The Arctic-5, composed of existing G-7 members Canada and the United States as well as Norway, Denmark and Russia, should be invited to the summit. In this instance, the Arctic-5 should be invited instead of the Arctic Council, because the latter is an international body for Arctic countries that is dedicated to promoting cooperation on economic, environmental and indigenous policies, not necessarily the geopolitics of NATO or High Arctic defense. Since the Arctic is a rapidly developing arena of international cooperation and dispute, replete with important economic and environmental questions, the G-7 should embrace increased discussion of the region. This is the type of situation the G-7 was built to oversee. 

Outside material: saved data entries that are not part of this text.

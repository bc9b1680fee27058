use std::{
    error::Error,
    fmt::Display,
    io::{BufRead, Read},
};

use anyhow::{Context, Result};
use log::info;
use serde::Deserialize;
use serde_json::Value;

use crate::linalg::Matrix;

/// Number of numeric fields in an iris record.
pub const IRIS_FEATURES: usize = 4;

/// Feature rows and a parallel label per row.
#[derive(Debug, Clone, PartialEq)]
pub struct LabeledData {
    pub features: Matrix,
    /// `1` for the positive category, `0` otherwise.
    pub labels: Vec<i32>,
}

#[derive(Debug, Deserialize)]
#[serde(rename_all = "camelCase")]
struct IrisRecord {
    sepal_length: f64,
    sepal_width: f64,
    petal_length: f64,
    petal_width: f64,
    species: String,
}

fn label_for(category: &str, positive_label: &str) -> i32 {
    if category == positive_label { 1 } else { 0 }
}

/// Read the first `samples` records of a JSON array of iris objects.
///
/// `features` counts numeric columns only and must equal [`IRIS_FEATURES`].
pub fn from_json<R: Read>(
    reader: R,
    samples: usize,
    features: usize,
    positive_label: &str,
) -> Result<LabeledData> {
    let context = "Parsing JSON dataset";

    if features != IRIS_FEATURES {
        return Err(DatasetError::FeatureCount {
            requested: features,
            available: IRIS_FEATURES,
        }).context(context);
    }
    if samples == 0 {
        return Err(DatasetError::NoData).context(context);
    }

    // only the first `samples` entries have to be well-formed records
    let records: Vec<Value> = serde_json::from_reader(reader).context(context)?;
    if records.len() < samples {
        return Err(DatasetError::NotEnoughRecords {
            expected: samples,
            found: records.len(),
        }).context(context);
    }

    let mut elements = Vec::with_capacity(samples * features);
    let mut labels = Vec::with_capacity(samples);
    for (i, value) in records.into_iter().take(samples).enumerate() {
        let record: IrisRecord = serde_json::from_value(value)
            .with_context(|| format!("Invalid record {}", i))
            .context(context)?;
        elements.extend_from_slice(&[
            record.sepal_length,
            record.sepal_width,
            record.petal_length,
            record.petal_width,
        ]);
        labels.push(label_for(&record.species, positive_label));
    }

    let features = Matrix::new(elements, samples, features).context(context)?;
    info!("imported {} samples from JSON", samples);
    Ok(LabeledData { features, labels })
}

/// Read the first `samples` rows of a delimited table whose last column is
/// the label and whose other `features` columns are numeric.
pub fn from_csv<R: BufRead>(
    reader: R,
    delimiter: &str,
    samples: usize,
    features: usize,
    positive_label: &str,
) -> Result<LabeledData> {
    let context = "Parsing CSV dataset";

    if samples == 0 {
        return Err(DatasetError::NoData).context(context);
    }

    let mut lines = reader.lines();
    let mut line_num = 0;
    let mut headers = String::from("#");
    while headers.starts_with('#') {
        line_num += 1;
        headers = match lines.next() {
            Some(l) => l.context(context)?,
            None => return Err(DatasetError::EmptyFile).context(context),
        };
    }
    let width = headers.split(delimiter).count();
    if width != features + 1 {
        return Err(DatasetError::FeatureCount {
            requested: features,
            available: width.saturating_sub(1),
        }).context(context);
    }

    // `samples` is caller supplied, so buffers grow with the rows actually read
    let mut elements = Vec::new();
    let mut labels = Vec::new();
    for line in lines {
        if labels.len() == samples {
            break;
        }
        line_num += 1;
        let line = line.context(context)?;
        if line.trim().is_empty() {
            continue;
        }
        let entries: Vec<&str> = line.split(delimiter).map(|e| e.trim()).collect();
        if entries.len() != width {
            return Err(DatasetError::LineSizeConflict(line_num)).context(context);
        }
        for (i, entry) in entries[..features].iter().enumerate() {
            let value: f64 = entry
                .parse()
                .context(format!(
                    "Failed to parse numeric on line {}, col {}",
                    line_num, i,
                ))
                .context(context)?;
            elements.push(value);
        }
        labels.push(label_for(entries[features], positive_label));
    }

    if labels.len() < samples {
        return Err(DatasetError::NotEnoughRecords {
            expected: samples,
            found: labels.len(),
        }).context(context);
    }

    let features = Matrix::new(elements, samples, features).context(context)?;
    info!("imported {} samples from CSV", samples);
    Ok(LabeledData { features, labels })
}

#[derive(Debug, Clone, PartialEq)]
pub enum DatasetError {
    EmptyFile,
    NoData,
    LineSizeConflict(usize),
    NotEnoughRecords { expected: usize, found: usize },
    FeatureCount { requested: usize, available: usize },
}

impl Display for DatasetError {
    fn fmt(&self, f: &mut std::fmt::Formatter<'_>) -> std::fmt::Result {
        match self {
            DatasetError::EmptyFile => write!(f, "file is empty"),
            DatasetError::NoData => write!(f, "no samples requested"),
            DatasetError::LineSizeConflict(line) => {
                write!(f, "line {} does not match the header width", line)
            }
            DatasetError::NotEnoughRecords { expected, found } => {
                write!(f, "expected {} records but found {}", expected, found)
            }
            DatasetError::FeatureCount { requested, available } => write!(
                f,
                "requested {} features but the dataset provides {}",
                requested, available,
            ),
        }
    }
}

impl Error for DatasetError {}

#[cfg(test)]
mod tests {
    use super::*;

    const IRIS_JSON: &str = r#"[
        {"sepalLength": 5.1, "sepalWidth": 3.5, "petalLength": 1.4, "petalWidth": 0.2, "species": "setosa"},
        {"sepalLength": 7.0, "sepalWidth": 3.2, "petalLength": 4.7, "petalWidth": 1.4, "species": "versicolor"},
        {"sepalLength": 6.3, "sepalWidth": 3.3, "petalLength": 6.0, "petalWidth": 2.5, "species": "virginica"}
    ]"#;

    const IRIS_CSV: &str = "# iris excerpt
sepal_length,sepal_width,petal_length,petal_width,species
5.1,3.5,1.4,0.2,setosa
7.0,3.2,4.7,1.4,versicolor

6.3,3.3,6.0,2.5,virginica
";

    fn dataset_error(result: Result<LabeledData>) -> Option<DatasetError> {
        result.err().map(|e| e.downcast().unwrap())
    }

    #[test]
    fn test_from_json() {
        let data = from_json(IRIS_JSON.as_bytes(), 2, 4, "setosa").unwrap();

        let expected = Matrix::new(vec![
            5.1, 3.5, 1.4, 0.2,
            7.0, 3.2, 4.7, 1.4,
        ], 2, 4).unwrap();
        assert_eq!(data.features, expected);
        assert_eq!(data.labels, vec![1, 0]);
    }

    #[test]
    fn test_from_json_other_positive_label() {
        let data = from_json(IRIS_JSON.as_bytes(), 3, 4, "virginica").unwrap();

        assert_eq!(data.labels, vec![0, 0, 1]);
    }

    #[test]
    fn test_from_json_not_enough_records() {
        let err = dataset_error(from_json(IRIS_JSON.as_bytes(), 4, 4, "setosa"));

        assert_eq!(err, Some(DatasetError::NotEnoughRecords { expected: 4, found: 3 }));
    }

    #[test]
    fn test_from_json_wrong_feature_count() {
        let err = dataset_error(from_json(IRIS_JSON.as_bytes(), 2, 3, "setosa"));

        assert_eq!(err, Some(DatasetError::FeatureCount { requested: 3, available: 4 }));
    }

    #[test]
    fn test_from_json_malformed() {
        let result = from_json(r#"[{"sepalLength": 1.0}]"#.as_bytes(), 1, 4, "setosa");

        let err = result.err().unwrap();
        assert!(err.downcast_ref::<serde_json::Error>().is_some());
    }

    #[test]
    fn test_from_json_ignores_records_past_samples() {
        let json = r#"[
            {"sepalLength": 5.1, "sepalWidth": 3.5, "petalLength": 1.4, "petalWidth": 0.2, "species": "setosa"},
            {"sepalLength": 7.0}
        ]"#;

        let data = from_json(json.as_bytes(), 1, 4, "setosa").unwrap();

        assert_eq!(data.features, Matrix::new(vec![5.1, 3.5, 1.4, 0.2], 1, 4).unwrap());
        assert_eq!(data.labels, vec![1]);
    }

    #[test]
    fn test_from_json_huge_sample_count() {
        let err = dataset_error(from_json(IRIS_JSON.as_bytes(), usize::MAX / 16, 4, "setosa"));

        assert_eq!(err, Some(DatasetError::NotEnoughRecords {
            expected: usize::MAX / 16,
            found: 3,
        }));
    }

    #[test]
    fn test_from_csv() {
        let data = from_csv(IRIS_CSV.as_bytes(), ",", 3, 4, "setosa").unwrap();

        let expected = Matrix::new(vec![
            5.1, 3.5, 1.4, 0.2,
            7.0, 3.2, 4.7, 1.4,
            6.3, 3.3, 6.0, 2.5,
        ], 3, 4).unwrap();
        assert_eq!(data.features, expected);
        assert_eq!(data.labels, vec![1, 0, 0]);
    }

    #[test]
    fn test_from_csv_stops_after_samples() {
        let data = from_csv(IRIS_CSV.as_bytes(), ",", 1, 4, "setosa").unwrap();

        assert_eq!(data.features.shape(), (1, 4));
        assert_eq!(data.labels, vec![1]);
    }

    #[test]
    fn test_from_csv_line_size_conflict() {
        let csv = "a,b,label\n1.0,2.0,x\n3.0,y\n";

        let err = dataset_error(from_csv(csv.as_bytes(), ",", 2, 2, "x"));

        assert_eq!(err, Some(DatasetError::LineSizeConflict(3)));
    }

    #[test]
    fn test_from_csv_bad_numeric() {
        let csv = "a,b,label\n1.0,oops,x\n";

        let result = from_csv(csv.as_bytes(), ",", 1, 2, "x");

        let message = format!("{:#}", result.err().unwrap());
        assert!(message.contains("Failed to parse numeric on line 2, col 1"));
    }

    #[test]
    fn test_from_csv_huge_sample_count() {
        let csv = "a,b,label\n1.0,2.0,x\n";

        let err = dataset_error(from_csv(csv.as_bytes(), ",", usize::MAX / 16, 2, "x"));

        assert_eq!(err, Some(DatasetError::NotEnoughRecords {
            expected: usize::MAX / 16,
            found: 1,
        }));
    }

    #[test]
    fn test_from_csv_line_numbers_count_comments() {
        let csv = "# comment\na,b,label\n1.0,oops,x\n";

        let result = from_csv(csv.as_bytes(), ",", 1, 2, "x");

        let message = format!("{:#}", result.err().unwrap());
        assert!(message.contains("Failed to parse numeric on line 3, col 1"));
    }

    #[test]
    fn test_from_csv_empty() {
        let err = dataset_error(from_csv("# only a comment\n".as_bytes(), ",", 1, 2, "x"));

        assert_eq!(err, Some(DatasetError::EmptyFile));
    }

    #[test]
    fn test_from_csv_header_width() {
        let err = dataset_error(from_csv(IRIS_CSV.as_bytes(), ",", 1, 3, "setosa"));

        assert_eq!(err, Some(DatasetError::FeatureCount { requested: 3, available: 4 }));
    }

    #[test]
    fn test_from_csv_semicolon() {
        let csv = "a;b;label\n1.5;2.5;yes\n";

        let data = from_csv(csv.as_bytes(), ";", 1, 2, "yes").unwrap();

        assert_eq!(data.features, Matrix::new(vec![1.5, 2.5], 1, 2).unwrap());
        assert_eq!(data.labels, vec![1]);
    }
}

Expanding the G-7 is not a new idea. The informal organization has steadily grown since its 1973 founding as the G-5. The United States, United Kingdom, France, Japan and West Germany formed its founding membership, with Italy being added in 1975, Canada in 1976 and Russia in 1997.

A central reason for the grouping was to bring together the world’s largest economies to collectively address matters of international import. Adding Australia, South Korea and India would reaffirm the G-7’s commitment to shared democratic and economic norms. These countries are among the 15 largest economies in the world measured in nominal dollars, so there is a natural fit. 

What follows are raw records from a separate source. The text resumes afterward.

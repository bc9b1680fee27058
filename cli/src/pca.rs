use std::path::PathBuf;

use anyhow::{Context, Result};
use clap::{builder::RangedU64ValueParser, Args};
use log::info;
use pca_stats::{
    dataset::{self, LabeledData},
    eigen::JacobiSolver,
    pca::pca_with_solver,
    vtk,
};

use crate::util::{self, DataType};

/// Principal component analysis
#[derive(Debug, Args)]
pub struct PcaArgs {
    /// Dataset file (.json or .csv)
    pub dataset: PathBuf,
    /// Number of samples to read
    #[arg(value_parser = RangedU64ValueParser::<usize>::new().range(1..))]
    pub samples: usize,
    /// Number of fields per record, including the label field
    #[arg(value_parser = RangedU64ValueParser::<usize>::new().range(2..))]
    pub features: usize,
    /// Number of principal components to keep
    #[arg(value_parser = clap::value_parser!(u8).range(2..=3))]
    pub components: u8,
    /// The format of the file
    #[arg(value_enum, short, long)]
    pub datatype: Option<DataType>,
    /// CSV delimiter
    #[arg(long, default_value_t = String::from(","))]
    pub csv_delim: String,
    /// Category mapped to label 1, every other category maps to 0
    #[arg(long, default_value_t = String::from("setosa"))]
    pub positive_label: String,
    /// Where to write the VTK point cloud
    #[arg(short, long, default_value = "output_pca.vtk")]
    pub output: PathBuf,
    /// Maximum number of Jacobi rotations
    #[arg(long, default_value_t = 1000)]
    pub max_iter: usize,
    /// Off-diagonal magnitude treated as zero
    #[arg(long, default_value_t = 1e-10)]
    pub tolerance: f64,
    /// Print eigenvalues and eigenvectors of the covariance matrix
    #[arg(long)]
    pub show_eigen: bool,
}

fn load(args: &PcaArgs) -> Result<LabeledData> {
    let datatype = match args.datatype {
        Some(d) => d,
        None => DataType::from_filename(&args.dataset)?,
    };
    let reader = util::get_buff_reader(&args.dataset)?;
    // the label field is not a feature
    let feature_cols = args.features - 1;

    let data = match datatype {
        DataType::Json => dataset::from_json(
            reader,
            args.samples,
            feature_cols,
            &args.positive_label,
        ),
        DataType::Csv => dataset::from_csv(
            reader,
            &args.csv_delim,
            args.samples,
            feature_cols,
            &args.positive_label,
        ),
    };
    data.with_context(|| format!("Loading {}", args.dataset.to_string_lossy()))
}

pub fn pca_main(args: PcaArgs) -> Result<()> {
    let data = load(&args)?;

    info!("Performing PCA on the dataset...");
    let solver = JacobiSolver::new(args.max_iter, args.tolerance);
    let result = pca_with_solver(&data.features, args.components as usize, &solver)?;

    if args.show_eigen {
        print!("{}", result.eigen);
        let ratios: Vec<String> = result.explained_variance_ratio()
            .iter()
            .map(|r| format!("{:.4}", r))
            .collect();
        println!("Explained variance ratio: {}", ratios.join("\t"));
    }

    vtk::export_vtk(&args.output, &result.transformed, &data.labels)?;
    Ok(())
}
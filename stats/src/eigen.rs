use std::fmt::Display;

use log::{debug, warn};

use crate::linalg::{Matrix, MatrixError, SquareMatrix};

/// Cyclic Jacobi eigenvalue solver for symmetric matrices.
///
/// Each iteration zeroes the largest off-diagonal entry with a plane
/// rotation and folds that rotation into the eigenvector accumulator.
#[derive(Debug, Clone, Copy, PartialEq)]
pub struct JacobiSolver {
    /// Upper bound on the number of rotations.
    pub max_iter: usize,
    /// Off-diagonal magnitude below which the matrix counts as diagonal.
    pub tolerance: f64,
}

impl Default for JacobiSolver {
    fn default() -> Self {
        Self {
            max_iter: 1000,
            tolerance: 1e-10,
        }
    }
}

impl JacobiSolver {
    pub fn new(max_iter: usize, tolerance: f64) -> Self {
        Self { max_iter, tolerance }
    }

    /// Decompose `matrix` and sort the result by descending eigenvalue.
    pub fn solve(&self, matrix: &SquareMatrix) -> Result<EigenDecomposition, MatrixError> {
        let mut eigen = self.decompose(matrix)?;
        eigen.sort_descending()?;
        Ok(eigen)
    }

    /// Run the rotations without sorting. Eigenvalue `i` belongs to
    /// eigenvector column `i`, in the original index order.
    pub fn decompose(&self, matrix: &SquareMatrix) -> Result<EigenDecomposition, MatrixError> {
        let n = matrix.n();
        if !matrix.is_symmetric(self.tolerance) {
            warn!("jacobi input is not symmetric, eigenpairs will be approximate");
        }
        let mut a = matrix.matrix().clone();
        let mut v = Matrix::identity(n)?;

        let mut rotations = 0;
        let mut converged = false;
        for _ in 0..self.max_iter {
            let (p, q, largest) = match largest_off_diagonal(&a) {
                Some(pivot) => pivot,
                None => {
                    converged = true;
                    break;
                }
            };
            if largest < self.tolerance {
                converged = true;
                break;
            }

            rotate(&mut a, &mut v, p, q);
            rotations += 1;
        }

        // The cap may be hit exactly on the rotation that diagonalised `a`.
        if !converged {
            converged = largest_off_diagonal(&a)
                .map_or(true, |(_, _, largest)| largest < self.tolerance);
        }

        if converged {
            debug!("jacobi converged after {} rotations (n = {})", rotations, n);
        } else {
            warn!(
                "jacobi stopped after {} rotations without reaching tolerance {:e}",
                rotations, self.tolerance,
            );
        }

        Ok(EigenDecomposition {
            eigenvalues: a.diagonal(),
            eigenvectors: v,
            rotations,
            converged,
        })
    }
}

/// Largest absolute entry of the strict upper triangle as `(p, q, |a_pq|)`.
/// Ties keep the first entry in row-major order. `None` for 1x1 matrices.
fn largest_off_diagonal(a: &Matrix) -> Option<(usize, usize, f64)> {
    let n = a.height();
    let mut pivot: Option<(usize, usize, f64)> = None;
    for i in 0..n {
        for j in i+1..n {
            let value = a.get_unchecked(i, j).abs();
            match pivot {
                Some((_, _, max)) if value <= max => {}
                _ => pivot = Some((i, j, value)),
            }
        }
    }
    pivot
}

/// Apply the rotation that zeroes `a[p][q]` to `a` and accumulate it in `v`.
fn rotate(a: &mut Matrix, v: &mut Matrix, p: usize, q: usize) {
    let n = a.height();
    let apq = a.get_unchecked(p, q);
    let app = a.get_unchecked(p, p);
    let aqq = a.get_unchecked(q, q);

    let theta = 0.5 * (2.0 * apq).atan2(aqq - app);
    let c = theta.cos();
    let s = theta.sin();

    let new_app = c * c * app + s * s * aqq - 2.0 * s * c * apq;
    let new_aqq = s * s * app + c * c * aqq + 2.0 * s * c * apq;
    a.set_unchecked(p, q, 0.0);
    a.set_unchecked(q, p, 0.0);

    for i in 0..n {
        if i == p || i == q {
            continue;
        }
        let aip = a.get_unchecked(i, p);
        let aiq = a.get_unchecked(i, q);
        let rotated_p = c * aip - s * aiq;
        let rotated_q = s * aip + c * aiq;
        a.set_unchecked(i, p, rotated_p);
        a.set_unchecked(p, i, rotated_p);
        a.set_unchecked(i, q, rotated_q);
        a.set_unchecked(q, i, rotated_q);
    }
    a.set_unchecked(p, p, new_app);
    a.set_unchecked(q, q, new_aqq);

    for i in 0..n {
        let vip = v.get_unchecked(i, p);
        let viq = v.get_unchecked(i, q);
        v.set_unchecked(i, p, c * vip - s * viq);
        v.set_unchecked(i, q, s * vip + c * viq);
    }
}

/// Eigenvalues and matching eigenvector columns of a symmetric matrix.
///
/// This is a detached value: changing the source matrix afterwards does not
/// update it.
#[derive(Debug, Clone, PartialEq)]
pub struct EigenDecomposition {
    eigenvalues: Vec<f64>,
    eigenvectors: Matrix,
    rotations: usize,
    converged: bool,
}

impl EigenDecomposition {
    /// Pair `eigenvalues[i]` with column `i` of `eigenvectors`.
    pub fn new(eigenvalues: Vec<f64>, eigenvectors: Matrix) -> Result<Self, MatrixError> {
        let n = eigenvalues.len();
        if eigenvectors.height() != n || eigenvectors.width() != n {
            return Err(MatrixError::DimensionMismatch {
                op: "eigen",
                left: eigenvectors.shape(),
                right: (n, 1),
            });
        }
        Ok(Self {
            eigenvalues,
            eigenvectors,
            rotations: 0,
            converged: false,
        })
    }

    /// Zero eigenvalues and a zero eigenvector matrix, standing in for a
    /// decomposition that has not been computed yet.
    pub fn placeholder(n: usize) -> Result<Self, MatrixError> {
        Self::new(vec![0.0; n], Matrix::zeros(n, n)?)
    }

    pub fn eigenvalues(&self) -> &[f64] {
        &self.eigenvalues
    }

    pub fn eigenvectors(&self) -> &Matrix {
        &self.eigenvectors
    }

    /// Number of rotations the solver applied.
    pub fn rotations(&self) -> usize {
        self.rotations
    }

    pub fn converged(&self) -> bool {
        self.converged
    }

    /// Reorder eigenvalues (and their columns) from largest to smallest.
    /// Equal eigenvalues keep their relative order.
    pub fn sort_descending(&mut self) -> Result<(), MatrixError> {
        let mut pairs = Vec::with_capacity(self.eigenvalues.len());
        for (i, value) in self.eigenvalues.iter().enumerate() {
            pairs.push((*value, self.eigenvectors.get_col(i)?));
        }

        pairs.sort_by(|a, b| b.0.total_cmp(&a.0));

        for (i, (value, column)) in pairs.into_iter().enumerate() {
            self.eigenvalues[i] = value;
            self.eigenvectors.set_col(i, &column)?;
        }
        Ok(())
    }

    /// The first `k` eigenvector columns as an `n x k` matrix.
    pub fn top_k(&self, k: usize) -> Result<Matrix, MatrixError> {
        let n = self.eigenvalues.len();
        if k == 0 || k > n {
            return Err(MatrixError::InvalidComponentCount {
                requested: k,
                available: n,
            });
        }

        let mut result = Matrix::zeros(n, k)?;
        for i in 0..k {
            result.set_col(i, &self.eigenvectors.get_col(i)?)?;
        }
        Ok(result)
    }

    /// `V * diag(eigenvalues) * V^T`
    pub fn reconstruct(&self) -> Result<Matrix, MatrixError> {
        let n = self.eigenvalues.len();
        let mut diag = Matrix::zeros(n, n)?;
        for (i, value) in self.eigenvalues.iter().enumerate() {
            diag.set(i, i, *value)?;
        }
        self.eigenvectors.mul(&diag)?.mul(&self.eigenvectors.transpose())
    }
}

impl Display for EigenDecomposition {
    fn fmt(&self, f: &mut std::fmt::Formatter<'_>) -> std::fmt::Result {
        writeln!(f, "Eigenvalues:")?;
        for value in &self.eigenvalues {
            write!(f, "{}\t", value)?;
        }
        writeln!(f)?;
        writeln!(f, "Eigenvectors:")?;
        write!(f, "{}", self.eigenvectors)
    }
}
use crate::{
    eigen::{EigenDecomposition, JacobiSolver},
    linalg::{Matrix, SquareMatrix},
};

use anyhow::{Context, Result};
use log::info;

/// Everything the pipeline computes on the way to the projection.
#[derive(Debug, Clone)]
pub struct PcaResult {
    pub centered: Matrix,
    /// `centered^T * centered`, not divided by the sample count.
    pub covariance: Matrix,
    pub eigen: EigenDecomposition,
    /// Principal components as columns, `features x k`.
    pub components: Matrix,
    /// Centered data projected onto `components`, `samples x k`.
    pub transformed: Matrix,
}

impl PcaResult {
    /// Share of the total eigenvalue mass carried by each component.
    pub fn explained_variance_ratio(&self) -> Vec<f64> {
        let eigenvalues = self.eigen.eigenvalues();
        let total: f64 = eigenvalues.iter().sum();
        if total == 0.0 {
            return vec![0.0; eigenvalues.len()];
        }
        eigenvalues.iter().map(|v| v / total).collect()
    }
}

pub fn pca(data: &Matrix, components: usize) -> Result<PcaResult> {
    pca_with_solver(data, components, &JacobiSolver::default())
}

pub fn pca_with_solver(
    data: &Matrix,
    components: usize,
    solver: &JacobiSolver,
) -> Result<PcaResult> {
    let context = "Running PCA";

    let mut centered = data.clone();
    centered.center_columns().context(context)?;

    let covariance = centered.transpose().mul(&centered).context(context)?;
    let square: SquareMatrix = covariance.try_into().context(context)?;
    let eigen = solver.solve(&square).context(context)?;
    info!(
        "decomposed {}x{} covariance in {} rotations",
        square.n(),
        square.n(),
        eigen.rotations(),
    );

    let basis = eigen
        .top_k(components)
        .context("Selecting principal components")?;
    let transformed = centered.mul(&basis).context(context)?;

    Ok(PcaResult {
        centered,
        covariance: square.into(),
        eigen,
        components: basis,
        transformed,
    })
}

Russia was ousted from the then-G-8 in 2014 for annexing Crimea and waging proxy-war in the Eastern Ukraine’s Donbas provinces of Donetsk and Luhansk. Until the Russian Federation normalizes its diplomatic status, G-7 members are unlikely to support Moscow’s reinstatement. But there are crucial points at which Russia should have some temporary access to the club — most importantly with regards to the Arctic. 

The Arctic-5 forms a loose international infrastructure for deliberation and negotiation in the High North — a region of increasing competition over its abundant energy, mineral and fishing resources. Since the United States and Canada are already members of the G-7, a semi-regular invitation to the remaining Arctic-5 countries would allow Norway, Denmark and Russia to discuss security and economic and environmental preservation in an expanded G-7. 

There is no need to offer a permanent invitation to the Arctic-5. The G-7 discusses a range of issues, which go beyond the Arctic-5’s limited scope. However, regular, formalized conversations with the region’s key stakeholders are necessary to establish and affirm international law in the High North. Without international legal infrastructure, the governance of the Arctic’s valuable resources will degenerate into clannish power grabs and disorganization. By providing the Arctic-5 a regular invitation to deliberate and negotiate on perhaps a biennial basis, the G-7 can monitor the region with support from the Arctic’s key players.  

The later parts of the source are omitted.